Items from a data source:
// Result invariants: properties every computed size must satisfy for its request.

use crate::logic::strategy_for;
use crate::types::*;

/// val sizeOnScale: the label is an entry of the request's size scale
pub fn size_on_scale(request: &SizeRequest, result: &SizeResult) -> bool {
    strategy_for(request.category, request.cut)
        .scale_labels()
        .contains(&result.size)
}

/// val rangeOrdered: both ends of a range are on the scale, lower first,
/// and the chosen size is one of them
pub fn range_ordered(request: &SizeRequest, result: &SizeResult) -> bool {
    let Some(range) = &result.range else {
        return true;
    };
    let labels = strategy_for(request.category, request.cut).scale_labels();
    let position = |label: &str| labels.iter().position(|l| l == label);

    match range.split_once(" - ") {
        Some((lower, upper)) => match (position(lower), position(upper)) {
            (Some(lo), Some(hi)) => lo < hi && (result.size == lower || result.size == upper),
            _ => false,
        },
        None => false,
    }
}

/// val measurementsOnlyForTables: only pants and shirts carry measurements
pub fn measurements_only_for_tables(request: &SizeRequest, result: &SizeResult) -> bool {
    if result.measurements.is_some() {
        request.category.has_cut()
    } else {
        true
    }
}

/// val measurementsMatchTable: attached measurements are the table row for the size
pub fn measurements_match_table(request: &SizeRequest, result: &SizeResult) -> bool {
    let expected = strategy_for(request.category, request.cut).measurements_for(&result.size);
    result.measurements == expected
}

/// val noteMentionsCategory: the note names the category, and the cut only where it applies
pub fn note_mentions_category(request: &SizeRequest, result: &SizeResult) -> bool {
    let names_category = result.note.contains(request.category.display_name());
    let names_cut = result.note.ends_with(request.cut.note_label());
    names_category && names_cut == request.category.has_cut()
}

/// All individual invariants with names for reporting.
pub const ALL_INVARIANTS: &[(&str, fn(&SizeRequest, &SizeResult) -> bool)] = &[
    ("sizeOnScale", size_on_scale),
    ("rangeOrdered", range_ordered),
    ("measurementsOnlyForTables", measurements_only_for_tables),
    ("measurementsMatchTable", measurements_match_table),
    ("noteMentionsCategory", note_mentions_category),
];

/// Check all invariants and return the name of the first violated one, if any.
pub fn check_invariants(request: &SizeRequest, result: &SizeResult) -> Result<(), &'static str> {
    for (name, check) in ALL_INVARIANTS {
        if !check(request, result) {
            return Err(*name);
        }
    }
    Ok(())
}

#[cfg(test)]
mod tests {
    use super::*;
    use crate::logic::compute;

    fn shirt_request() -> SizeRequest {
        SizeRequest {
            height_cm: 175.0,
            weight_kg: 72.0,
            fit: Fit::Normal,
            category: Category::Camisas,
            cut: Cut::Regular,
        }
    }

    #[test]
    fn test_computed_result_passes() {
        let request = shirt_request();
        assert_eq!(check_invariants(&request, &compute(&request)), Ok(()));
    }

    #[test]
    fn test_size_off_scale_is_caught() {
        let request = shirt_request();
        let result = SizeResult {
            size: "4XL".to_string(),
            ..compute(&request)
        };
        assert_eq!(check_invariants(&request, &result), Err("sizeOnScale"));
    }

    #[test]
    fn test_reversed_range_is_caught() {
        let request = shirt_request();
        let result = SizeResult {
            range: Some("XL - L".to_string()),
            ..compute(&request)
        };
        assert!(!range_ordered(&request, &result));

        let result = SizeResult {
            range: Some("L - XL".to_string()),
            ..compute(&request)
        };
        assert!(range_ordered(&request, &result));
    }

    #[test]
    fn test_measurements_on_sweatshirt_are_caught() {
        let request = SizeRequest {
            category: Category::Sudaderas,
            ..shirt_request()
        };
        let result = SizeResult {
            measurements: Some(Measurements { a: 67.0, b: 56.0, c: 73.0 }),
            ..compute(&request)
        };
        assert_eq!(check_invariants(&request, &result), Err("measurementsOnlyForTables"));
    }

    #[test]
    fn test_wrong_table_row_is_caught() {
        let request = shirt_request();
        let result = SizeResult {
            measurements: Some(Measurements { a: 67.0, b: 56.0, c: 73.0 }),
            ..compute(&request)
        };
        assert!(!measurements_match_table(&request, &result));
    }
}
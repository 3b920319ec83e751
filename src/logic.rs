// Pure functions: the size calculation and its helpers.
// Nothing here validates input or touches shared state; the form shell checks
// ranges before calling in.

use std::fmt;

use crate::constants::*;
use crate::types::*;

/// Body-mass index from height in centimeters and weight in kilograms.
pub fn bmi(height_cm: f64, weight_kg: f64) -> f64 {
    let height_m = height_cm / 100.0;
    weight_kg / (height_m * height_m)
}

/// First bucket whose upper bound exceeds `bmi`, or `fallback` if none does.
pub fn bucket_index(buckets: &[BmiBucket], bmi: f64, fallback: usize) -> usize {
    buckets
        .iter()
        .find(|bucket| bmi < bucket.max)
        .map(|bucket| bucket.index)
        .unwrap_or(fallback)
}

/// +1 for tall, -1 for short. The short check runs last and wins.
pub fn height_adjust(height_cm: f64) -> i32 {
    let mut adjust = 0;
    if height_cm >= TALL_HEIGHT_CM {
        adjust = 1;
    }
    if height_cm <= SHORT_HEIGHT_CM {
        adjust = -1;
    }
    adjust
}

/// Chosen position on a scale, plus the bracketing pair when the raw index
/// sits far enough from it.
#[derive(Debug, Clone, Copy, PartialEq, Eq)]
pub struct Placement {
    pub index: usize,
    pub range: Option<(usize, usize)>,
}

/// Round `index_float` half away from zero and clamp it into `0..len`.
/// Floor and ceiling are clamped the same way before a range is reported.
pub fn place_on_scale(index_float: f64, len: usize) -> Placement {
    let max = len.saturating_sub(1) as f64;
    let index = index_float.round().clamp(0.0, max) as usize;

    let mut range = None;
    if (index_float - index as f64).abs() > RANGE_THRESHOLD {
        let lower = index_float.floor().clamp(0.0, max) as usize;
        let upper = index_float.ceil().clamp(0.0, max) as usize;
        if lower != upper {
            range = Some((lower, upper));
        }
    }

    Placement { index, range }
}

/// Where a category reads its base index, which scale it lands on and which
/// table (if any) supplies A/B/C measurements.
#[derive(Debug, Clone, Copy)]
pub struct SizingStrategy<K: 'static> {
    pub buckets: &'static [BmiBucket],
    pub fallback_index: usize,
    pub scale: &'static [K],
    pub table: Option<&'static [MeasurementRow<K>]>,
}

/// Outcome of running a strategy.
#[derive(Debug, Clone, PartialEq)]
pub struct Sizing {
    pub index: usize,
    pub label: String,
    pub range: Option<String>,
    pub measurements: Option<Measurements>,
}

impl<K: Copy + PartialEq + fmt::Display + 'static> SizingStrategy<K> {
    pub fn base_index(&self, bmi: f64) -> usize {
        bucket_index(self.buckets, bmi, self.fallback_index)
    }

    pub fn size(&self, bmi: f64, adjust: i32) -> Sizing {
        let index_float = self.base_index(bmi) as f64 + adjust as f64;
        let placement = place_on_scale(index_float, self.scale.len());
        let key = self.scale[placement.index];

        let range = placement
            .range
            .map(|(lower, upper)| format!("{} - {}", self.scale[lower], self.scale[upper]));
        let measurements = self
            .table
            .and_then(|table| table.iter().find(|row| row.size == key))
            .map(|row| row.measurements());

        Sizing {
            index: placement.index,
            label: key.to_string(),
            range,
            measurements,
        }
    }
}

/// Letter sizes for tops, numeric sizes for pants.
#[derive(Debug, Clone, Copy)]
pub enum Strategy {
    Letter(SizingStrategy<&'static str>),
    Numeric(SizingStrategy<u32>),
}

impl Strategy {
    pub fn size(&self, bmi: f64, adjust: i32) -> Sizing {
        match self {
            Strategy::Letter(s) => s.size(bmi, adjust),
            Strategy::Numeric(s) => s.size(bmi, adjust),
        }
    }

    pub fn scale_labels(&self) -> Vec<String> {
        match self {
            Strategy::Letter(s) => s.scale.iter().map(|l| l.to_string()).collect(),
            Strategy::Numeric(s) => s.scale.iter().map(|l| l.to_string()).collect(),
        }
    }

    /// Measurements recorded for `label`, if this strategy has a table.
    pub fn measurements_for(&self, label: &str) -> Option<Measurements> {
        match self {
            Strategy::Letter(s) => s
                .table?
                .iter()
                .find(|row| row.size == label)
                .map(|row| row.measurements()),
            Strategy::Numeric(s) => s
                .table?
                .iter()
                .find(|row| row.size.to_string() == label)
                .map(|row| row.measurements()),
        }
    }
}

const TOPS: SizingStrategy<&'static str> = SizingStrategy {
    buckets: TOP_BMI_BUCKETS,
    fallback_index: TOP_FALLBACK_INDEX,
    scale: TOP_SIZES,
    table: None,
};

/// Strategy for a category and cut. Cut is ignored where the category has no
/// cut variants.
pub fn strategy_for(category: Category, cut: Cut) -> Strategy {
    match (category, cut) {
        (Category::Pantalones, Cut::Regular) => Strategy::Numeric(SizingStrategy {
            buckets: PANT_BMI_BUCKETS,
            fallback_index: PANT_FALLBACK_INDEX,
            scale: PANT_SIZES_REGULAR,
            table: Some(PANT_TABLE_REGULAR),
        }),
        (Category::Pantalones, Cut::Slim) => Strategy::Numeric(SizingStrategy {
            buckets: PANT_BMI_BUCKETS,
            fallback_index: PANT_FALLBACK_INDEX,
            scale: PANT_SIZES_SLIM,
            table: Some(PANT_TABLE_SLIM),
        }),
        (Category::Camisas, Cut::Regular) => Strategy::Letter(SizingStrategy {
            table: Some(SHIRT_TABLE_REGULAR),
            ..TOPS
        }),
        (Category::Camisas, Cut::Slim) => Strategy::Letter(SizingStrategy {
            table: Some(SHIRT_TABLE_SLIM),
            ..TOPS
        }),
        _ => Strategy::Letter(TOPS),
    }
}

/// Combined height and fit shift applied to the base index.
pub fn total_adjust(height_cm: f64, fit: Fit) -> i32 {
    height_adjust(height_cm) + fit.adjust()
}

/// One decimal place, exact ties rounded up ("23.25" -> "23.3").
/// `{:.1}` alone would round those ties to even.
pub fn format_bmi(bmi: f64) -> String {
    // x.x5 is only exact when 4 * bmi is an odd integer
    let quarters = bmi * 4.0;
    if quarters.fract() == 0.0 && quarters % 2.0 != 0.0 {
        return format!("{:.1}", (bmi * 10.0).ceil() / 10.0);
    }
    format!("{:.1}", bmi)
}

/// Summary line shown under the recommended size.
pub fn build_note(
    bmi: f64,
    height_cm: f64,
    weight_kg: f64,
    fit: Fit,
    category: Category,
    cut: Cut,
) -> String {
    let cut_label = if category.has_cut() {
        format!(" | {}", cut.note_label())
    } else {
        String::new()
    };
    format!(
        "IMC {} | altura {} cm | peso {} kg | fit {} | {}{}",
        format_bmi(bmi),
        height_cm,
        weight_kg,
        fit,
        category.display_name(),
        cut_label
    )
}

/// Recommend a size. Inputs are centimeters and kilograms, already validated.
pub fn compute_size(
    height_cm: f64,
    weight_kg: f64,
    fit: Fit,
    category: Category,
    cut: Cut,
) -> SizeResult {
    let bmi = bmi(height_cm, weight_kg);
    let sizing = strategy_for(category, cut).size(bmi, total_adjust(height_cm, fit));

    SizeResult {
        size: sizing.label,
        note: build_note(bmi, height_cm, weight_kg, fit, category, cut),
        range: sizing.range,
        measurements: sizing.measurements,
    }
}

/// `compute_size` over a request record.
pub fn compute(request: &SizeRequest) -> SizeResult {
    compute_size(
        request.height_cm,
        request.weight_kg,
        request.fit,
        request.category,
        request.cut,
    )
}

/// Position of the recommended size on the request's scale.
pub fn size_index(request: &SizeRequest) -> usize {
    let bmi = bmi(request.height_cm, request.weight_kg);
    strategy_for(request.category, request.cut)
        .size(bmi, total_adjust(request.height_cm, request.fit))
        .index
}
use std::{
    collections::{HashMap, VecDeque},
    fs::{File, OpenOptions},
    io::{self, Read, Seek, SeekFrom, Write},
    path::{Path, PathBuf},
};

use crate::{
    storage::header::FileHeader,
    types::{error::DatabaseError, page::DataPage, PageId, PAGE_SIZE},
};

/// LRU page cache: any access re-homes the key to the MRU end, eviction
/// removes the LRU end.
struct PageCache {
    capacity: usize,
    order: VecDeque<PageId>,
    pages: HashMap<PageId, Vec<u8>>,
}

impl PageCache {
    fn new(capacity: usize) -> Self {
        Self {
            capacity,
            order: VecDeque::new(),
            pages: HashMap::new(),
        }
    }

    fn get(&mut self, page_id: PageId) -> Option<&Vec<u8>> {
        if !self.pages.contains_key(&page_id) {
            return None;
        }
        self.promote(page_id);
        self.pages.get(&page_id)
    }

    fn put(&mut self, page_id: PageId, buffer: Vec<u8>) {
        self.pages.insert(page_id, buffer);
        self.promote(page_id);

        while self.pages.len() > self.capacity {
            match self.order.pop_front() {
                Some(victim) => {
                    tracing::trace!(page_id = victim, "evicting page from cache");
                    self.pages.remove(&victim);
                }
                None => break,
            }
        }
    }

    fn promote(&mut self, page_id: PageId) {
        if let Some(position) = self.order.iter().position(|id| *id == page_id) {
            self.order.remove(position);
        }
        self.order.push_back(page_id);
    }
}

/// The sole reader and writer of the database file. All other layers speak
/// page ids and 4 KiB buffers.
pub struct Pager {
    file: File,
    path: PathBuf,
    cache: PageCache,
    total_pages: u32,
}

impl Pager {
    /// Open an existing database file, or create and initialize a new one.
    /// An existing file whose magic does not match fails with CorruptFile.
    pub fn open<P: AsRef<Path>>(path: P, cache_capacity: usize) -> Result<Self, DatabaseError> {
        let path = path.as_ref();

        if path.exists() {
            Self::open_existing(path, cache_capacity)
        } else {
            Self::create_new(path, cache_capacity)
        }
    }

    fn create_new(path: &Path, cache_capacity: usize) -> Result<Self, DatabaseError> {
        let mut file = OpenOptions::new()
            .create(true)
            .read(true)
            .write(true)
            .truncate(true)
            .open(path)?;

        let header = FileHeader::default();
        let header_bytes = header.to_bytes()?;
        file.seek(SeekFrom::Start(0))?;
        file.write_all(&header_bytes)?;
        file.flush()?;

        tracing::debug!(path = %path.display(), "created database file");

        let mut pager = Self {
            file,
            path: path.to_path_buf(),
            cache: PageCache::new(cache_capacity),
            total_pages: header.total_pages,
        };
        pager.cache.put(0, header_bytes);
        Ok(pager)
    }

    fn open_existing(path: &Path, cache_capacity: usize) -> Result<Self, DatabaseError> {
        let mut file = OpenOptions::new().read(true).write(true).open(path)?;

        let header_bytes = read_page_from_file(&mut file, 0)?;
        let header = FileHeader::from_bytes(&header_bytes)?;

        tracing::debug!(
            path = %path.display(),
            total_pages = header.total_pages,
            table_count = header.tables.len(),
            "opened database file"
        );

        let mut pager = Self {
            file,
            path: path.to_path_buf(),
            cache: PageCache::new(cache_capacity),
            total_pages: header.total_pages,
        };
        pager.cache.put(0, header_bytes);
        Ok(pager)
    }

    pub fn path(&self) -> &Path {
        &self.path
    }

    pub fn total_pages(&self) -> u32 {
        self.total_pages
    }

    /// Return the 4 KiB buffer for a page, from the cache when possible. A
    /// page allocated but not yet written reads back zero-filled.
    pub fn read_page(&mut self, page_id: PageId) -> Result<Vec<u8>, DatabaseError> {
        if page_id >= self.total_pages {
            return Err(DatabaseError::InvalidPageId {
                page_id,
                total: self.total_pages,
            });
        }

        if let Some(buffer) = self.cache.get(page_id) {
            return Ok(buffer.clone());
        }

        let buffer = read_page_from_file(&mut self.file, page_id)?;
        self.cache.put(page_id, buffer.clone());
        Ok(buffer)
    }

    /// Write a full page at its file offset and refresh the cache entry.
    pub fn write_page(&mut self, page_id: PageId, buffer: &[u8]) -> Result<(), DatabaseError> {
        if buffer.len() != PAGE_SIZE {
            return Err(DatabaseError::InvalidPageSize {
                expected: PAGE_SIZE,
                actual: buffer.len(),
            });
        }
        if page_id >= self.total_pages {
            return Err(DatabaseError::InvalidPageId {
                page_id,
                total: self.total_pages,
            });
        }

        self.file
            .seek(SeekFrom::Start(page_id as u64 * PAGE_SIZE as u64))?;
        self.file.write_all(buffer)?;
        self.cache.put(page_id, buffer.to_vec());
        Ok(())
    }

    /// Bump the header's page counter, persist it, and write an initialized
    /// empty data page at the new id. Pages are never freed.
    pub fn alloc_page(&mut self) -> Result<PageId, DatabaseError> {
        let mut header = FileHeader::from_bytes(&self.read_page(0)?)?;
        let new_page_id = header.total_pages;
        header.total_pages += 1;

        let header_bytes = header.to_bytes()?;
        self.total_pages = header.total_pages;
        self.write_page(0, &header_bytes)?;

        let page = DataPage::new(new_page_id);
        self.write_page(new_page_id, &page.to_bytes())?;

        tracing::debug!(page_id = new_page_id, "allocated page");
        Ok(new_page_id)
    }

    /// Close the file handle and drop the cache. Durability of previous
    /// writes is left to the OS.
    pub fn close(self) -> Result<(), DatabaseError> {
        Ok(())
    }
}

fn read_page_from_file(file: &mut File, page_id: PageId) -> Result<Vec<u8>, DatabaseError> {
    let mut buffer = vec![0u8; PAGE_SIZE];
    file.seek(SeekFrom::Start(page_id as u64 * PAGE_SIZE as u64))?;

    // Short reads past the end of the file leave the tail zero-filled.
    let mut filled = 0;
    while filled < PAGE_SIZE {
        match file.read(&mut buffer[filled..]) {
            Ok(0) => break,
            Ok(n) => filled += n,
            Err(e) if e.kind() == io::ErrorKind::Interrupted => continue,
            Err(e) => return Err(e.into()),
        }
    }

    Ok(buffer)
}
use crate::types::{error::DatabaseError, PageId, DATA_PAGE_HEADER_SIZE, PAGE_SIZE};

/// High bit of a slot's length prefix marks a logically deleted record.
pub const TOMBSTONE_BIT: u16 = 0x8000;

/// One (length prefix, payload) entry within a data page. A tombstoned slot
/// keeps its payload bytes on disk so later slot indexes stay stable.
#[derive(Debug, Clone, PartialEq)]
pub struct Slot {
    pub payload: Vec<u8>,
    pub tombstone: bool,
}

/*
 * Data Page Layout on Disk
 * ┌────────────────────────────────────────────────────────────┐
 * │ next_page_id(4, 0 = end) | slot_count(2) | free_offset(2)  │
 * ├────────────────────────────────────────────────────────────┤
 * │ [len0(2)|payload0] [len1(2)|payload1] ...   left to right  │
 * ├────────────────────────────────────────────────────────────┤
 * │                        FREE SPACE                          │
 * └────────────────────────────────────────────────────────────┘
 */
#[derive(Debug, Clone, PartialEq)]
pub struct DataPage {
    pub page_id: PageId,
    pub next_page_id: PageId,
    pub slots: Vec<Slot>,
}

impl DataPage {
    pub fn new(page_id: PageId) -> Self {
        Self {
            page_id,
            next_page_id: 0,
            slots: Vec::new(),
        }
    }

    /// First byte available for a new record.
    pub fn free_offset(&self) -> u16 {
        let used: usize = self.slots.iter().map(|slot| 2 + slot.payload.len()).sum();
        (DATA_PAGE_HEADER_SIZE + used) as u16
    }

    pub fn available_space(&self) -> usize {
        PAGE_SIZE - self.free_offset() as usize
    }

    pub fn can_fit(&self, payload_len: usize) -> bool {
        self.available_space() >= payload_len + 2
    }

    /// Append a record payload as a new slot and return its slot index.
    pub fn insert_record(&mut self, payload: &[u8]) -> Result<u16, DatabaseError> {
        if !self.can_fit(payload.len()) {
            return Err(DatabaseError::CorruptedPage {
                page_id: self.page_id,
                reason: format!("no room for a {} byte record", payload.len()),
            });
        }

        self.slots.push(Slot {
            payload: payload.to_vec(),
            tombstone: false,
        });

        Ok((self.slots.len() - 1) as u16)
    }

    /// Payload of a live slot; None for a missing or tombstoned slot.
    pub fn record(&self, slot: u16) -> Option<&[u8]> {
        self.slots
            .get(slot as usize)
            .filter(|entry| !entry.tombstone)
            .map(|entry| entry.payload.as_slice())
    }

    /// Rewrite a live slot when the new payload is no larger than the old
    /// one. The next `to_bytes` re-serializes the slots densely, so the
    /// free offset stays consistent with the shorter payload. Returns false
    /// when the payload does not fit and the caller must relocate the
    /// record instead.
    pub fn try_replace(&mut self, slot: u16, payload: &[u8]) -> Result<bool, DatabaseError> {
        let entry = self
            .slots
            .get_mut(slot as usize)
            .filter(|entry| !entry.tombstone)
            .ok_or_else(|| DatabaseError::CorruptedPage {
                page_id: self.page_id,
                reason: format!("slot {} is missing or deleted", slot),
            })?;

        if payload.len() > entry.payload.len() {
            return Ok(false);
        }

        entry.payload = payload.to_vec();
        Ok(true)
    }

    /// Mark a slot deleted. When the deleted slot is the trailing one, pop it
    /// and any tombstones now at the tail so their space is reusable.
    pub fn tombstone_slot(&mut self, slot: u16) -> Result<(), DatabaseError> {
        let entry =
            self.slots
                .get_mut(slot as usize)
                .ok_or_else(|| DatabaseError::CorruptedPage {
                    page_id: self.page_id,
                    reason: format!("slot {} out of range", slot),
                })?;
        entry.tombstone = true;

        while self.slots.last().is_some_and(|entry| entry.tombstone) {
            self.slots.pop();
        }

        Ok(())
    }

    pub fn live_slot_count(&self) -> usize {
        self.slots.iter().filter(|slot| !slot.tombstone).count()
    }

    pub fn to_bytes(&self) -> Vec<u8> {
        let mut buffer = vec![0u8; PAGE_SIZE];

        buffer[0..4].copy_from_slice(&self.next_page_id.to_le_bytes());
        buffer[4..6].copy_from_slice(&(self.slots.len() as u16).to_le_bytes());
        buffer[6..8].copy_from_slice(&self.free_offset().to_le_bytes());

        let mut offset = DATA_PAGE_HEADER_SIZE;
        for slot in &self.slots {
            let mut prefix = slot.payload.len() as u16;
            if slot.tombstone {
                prefix |= TOMBSTONE_BIT;
            }
            buffer[offset..offset + 2].copy_from_slice(&prefix.to_le_bytes());
            offset += 2;
            buffer[offset..offset + slot.payload.len()].copy_from_slice(&slot.payload);
            offset += slot.payload.len();
        }

        buffer
    }

    pub fn from_bytes(page_id: PageId, bytes: &[u8]) -> Result<Self, DatabaseError> {
        if bytes.len() != PAGE_SIZE {
            return Err(DatabaseError::InvalidPageSize {
                expected: PAGE_SIZE,
                actual: bytes.len(),
            });
        }

        let next_page_id = u32::from_le_bytes([bytes[0], bytes[1], bytes[2], bytes[3]]);
        let slot_count = u16::from_le_bytes([bytes[4], bytes[5]]);
        let free_offset = u16::from_le_bytes([bytes[6], bytes[7]]) as usize;

        if free_offset < DATA_PAGE_HEADER_SIZE || free_offset > PAGE_SIZE {
            return Err(DatabaseError::CorruptedPage {
                page_id,
                reason: format!("invalid free offset: {}", free_offset),
            });
        }

        let mut slots = Vec::with_capacity(slot_count as usize);
        let mut offset = DATA_PAGE_HEADER_SIZE;
        for _ in 0..slot_count {
            if offset + 2 > free_offset {
                return Err(DatabaseError::CorruptedPage {
                    page_id,
                    reason: "slot prefix extends past free offset".to_string(),
                });
            }
            let prefix = u16::from_le_bytes([bytes[offset], bytes[offset + 1]]);
            let tombstone = prefix & TOMBSTONE_BIT != 0;
            let length = (prefix & !TOMBSTONE_BIT) as usize;
            offset += 2;

            if offset + length > free_offset {
                return Err(DatabaseError::CorruptedPage {
                    page_id,
                    reason: format!("slot of {} bytes extends past free offset", length),
                });
            }
            slots.push(Slot {
                payload: bytes[offset..offset + length].to_vec(),
                tombstone,
            });
            offset += length;
        }

        if offset != free_offset {
            return Err(DatabaseError::CorruptedPage {
                page_id,
                reason: format!(
                    "slot lengths sum to {} but free offset is {}",
                    offset, free_offset
                ),
            });
        }

        Ok(Self {
            page_id,
            next_page_id,
            slots,
        })
    }
}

## Activity
Lines with "OpenOptions" in the records above: copy every one of them.

## Solution
    fs::{File, OpenOptions},
        let mut file = OpenOptions::new()
        let mut file = OpenOptions::new().read(true).write(true).open(path)?;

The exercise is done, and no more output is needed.